▶ [Exercise]: Your answer must hold only the lines below from the line containing "feed.subscribe_to_raw_sentences(Box::new(move |s: &str|" through the line containing "async fn test_pump_forwards_every_line()", each reproduced exactly.

◆ ◆ ◆

// src/feed.rs
//! NMEA line feed from a serial receiver or gpsd

use crate::{
    config::TimeSyncConfig,
    error::{Result, TimeSyncError},
    gps::{gpsd, nmea, Fix},
    host::{FixCallback, PositioningFeed, SentenceCallback},
};
use log::{debug, info};
use std::time::Duration;
use tokio::{
    io::{AsyncBufRead, AsyncBufReadExt, BufReader},
    time::Instant,
};
use tokio_serial::SerialPortBuilderExt;

/// Where NMEA sentences come from
#[derive(Debug, Clone, PartialEq, Eq)]
pub enum FeedSource {
    Serial { port: String, baudrate: u32 },
    Gpsd { host: String, port: u16 },
}

impl FeedSource {
    pub fn from_config(config: &TimeSyncConfig) -> Result<Self> {
        match config.source_type.as_str() {
            "serial" => {
                let port = config
                    .serial_port
                    .clone()
                    .ok_or_else(|| TimeSyncError::Config("Serial source needs a serial_port".to_string()))?;
                Ok(FeedSource::Serial { port, baudrate: config.serial_baudrate.unwrap_or(9600) })
            }
            "gpsd" => Ok(FeedSource::Gpsd {
                host: config.gpsd_host.clone().unwrap_or_else(|| "localhost".to_string()),
                port: config.gpsd_port.unwrap_or(2947),
            }),
            other => Err(TimeSyncError::Config(format!("Unknown source type '{}'", other))),
        }
    }
}

/// Splits an NMEA line stream into raw-sentence and fix signals.
///
/// Every line goes to the sentence subscribers. Lines carrying a position
/// also produce a fix, at most one per `fix_interval`.
pub struct NmeaFeed {
    fix_interval: Duration,
    last_fix_at: Option<Instant>,
    fix_subscribers: Vec<FixCallback>,
    sentence_subscribers: Vec<SentenceCallback>,
}

impl NmeaFeed {
    pub fn new(fix_interval: Duration) -> Self {
        Self {
            fix_interval,
            last_fix_at: None,
            fix_subscribers: Vec::new(),
            sentence_subscribers: Vec::new(),
        }
    }

    /// Open `source` and pump it until it closes
    pub async fn run(&mut self, source: &FeedSource) -> Result<()> {
        match source {
            FeedSource::Serial { port, baudrate } => {
                info!("Connecting to GPS on {} at {} baud...", port, baudrate);

                let serial = tokio_serial::new(port, *baudrate)
                    .timeout(Duration::from_millis(1000))
                    .open_native_async()?;

                info!("Connected successfully!");
                self.pump(BufReader::new(serial)).await
            }
            FeedSource::Gpsd { host, port } => {
                info!("Connecting to gpsd at {}:{}...", host, port);

                let reader = gpsd::connect_gpsd(host, *port).await?;

                info!("Connected successfully!");
                self.pump(reader).await
            }
        }
    }

    /// Dispatch every line from `reader` until EOF
    pub async fn pump<R>(&mut self, mut reader: R) -> Result<()>
    where
        R: AsyncBufRead + Unpin,
    {
        let mut line = String::new();

        loop {
            line.clear();
            match reader.read_line(&mut line).await {
                Ok(0) => {
                    debug!("NMEA feed closed");
                    return Ok(());
                }
                Ok(_) => {
                    let sentence = line.trim();
                    if !sentence.is_empty() {
                        self.dispatch(sentence);
                    }
                }
                Err(e) => return Err(e.into()),
            }
        }
    }

    /// Hand one sentence to the subscribers
    pub fn dispatch(&mut self, sentence: &str) {
        for callback in self.sentence_subscribers.iter_mut() {
            callback(sentence);
        }

        if let Some(fix) = nmea::parse_position(sentence) {
            self.emit_fix(fix);
        }
    }

    fn emit_fix(&mut self, fix: Fix) {
        let now = Instant::now();
        if let Some(last) = self.last_fix_at {
            if now.duration_since(last) < self.fix_interval {
                return;
            }
        }
        self.last_fix_at = Some(now);

        for callback in self.fix_subscribers.iter_mut() {
            callback(fix);
        }
    }
}

impl PositioningFeed for NmeaFeed {
    fn subscribe_to_fixes(&mut self, callback: FixCallback) {
        self.fix_subscribers.push(callback);
    }

    fn subscribe_to_raw_sentences(&mut self, callback: SentenceCallback) {
        self.sentence_subscribers.push(callback);
    }
}

#[cfg(test)]
mod tests {
    use super::*;
    use std::sync::{Arc, Mutex};

    const GGA: &str = "$GPGGA,123519,4807.038,N,01131.000,E,1,08,0.9,545.4,M,46.9,M,,*47";
    const GSV: &str = "$GPGSV,3,1,12,01,40,083,46,02,17,308,41,12,07,344,39,14,22,228,45*75";

    fn recording(feed: &mut NmeaFeed) -> (Arc<Mutex<Vec<String>>>, Arc<Mutex<Vec<Fix>>>) {
        let sentences = Arc::new(Mutex::new(Vec::new()));
        let fixes = Arc::new(Mutex::new(Vec::new()));

        let sink = Arc::clone(&sentences);
        feed.subscribe_to_raw_sentences(Box::new(move |s: &str| sink.lock().unwrap().push(s.to_string())));
        let sink = Arc::clone(&fixes);
        feed.subscribe_to_fixes(Box::new(move |f| sink.lock().unwrap().push(f)));

        (sentences, fixes)
    }

    #[tokio::test]
    async fn test_pump_forwards_every_line() {
        let mut feed = NmeaFeed::new(Duration::from_secs(10));
        let (sentences, fixes) = recording(&mut feed);

        let input = format!("{}\r\n\r\n{}\r\n", GSV, GGA);
        feed.pump(BufReader::new(input.as_bytes())).await.unwrap();

        assert_eq!(*sentences.lock().unwrap(), vec![GSV.to_string(), GGA.to_string()]);
        assert_eq!(fixes.lock().unwrap().len(), 1);
    }

    #[tokio::test(start_paused = true)]
    async fn test_fixes_are_throttled() {
        let mut feed = NmeaFeed::new(Duration::from_secs(10));
        let (sentences, fixes) = recording(&mut feed);

        feed.dispatch(GGA);
        feed.dispatch(GGA);
        assert_eq!(fixes.lock().unwrap().len(), 1);

        tokio::time::advance(Duration::from_secs(10)).await;
        feed.dispatch(GGA);

        assert_eq!(fixes.lock().unwrap().len(), 2);
        assert_eq!(sentences.lock().unwrap().len(), 3);
    }

    #[test]
    fn test_source_from_config() {
        let mut config = TimeSyncConfig::default();
        assert_eq!(
            FeedSource::from_config(&config).unwrap(),
            FeedSource::Gpsd { host: "localhost".to_string(), port: 2947 }
        );

        config.source_type = "serial".to_string();
        assert!(matches!(FeedSource::from_config(&config), Err(TimeSyncError::Config(_))));

        config.update_serial("/dev/ttyACM0".to_string(), 4800);
        assert_eq!(
            FeedSource::from_config(&config).unwrap(),
            FeedSource::Serial { port: "/dev/ttyACM0".to_string(), baudrate: 4800 }
        );
    }
}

◆ ◆ ◆

▶ [Response to the exercise]:
        feed.subscribe_to_raw_sentences(Box::new(move |s: &str| sink.lock().unwrap().push(s.to_string())));
        let sink = Arc::clone(&fixes);
        feed.subscribe_to_fixes(Box::new(move |f| sink.lock().unwrap().push(f)));

        (sentences, fixes)
    }

    #[tokio::test]
    async fn test_pump_forwards_every_line() {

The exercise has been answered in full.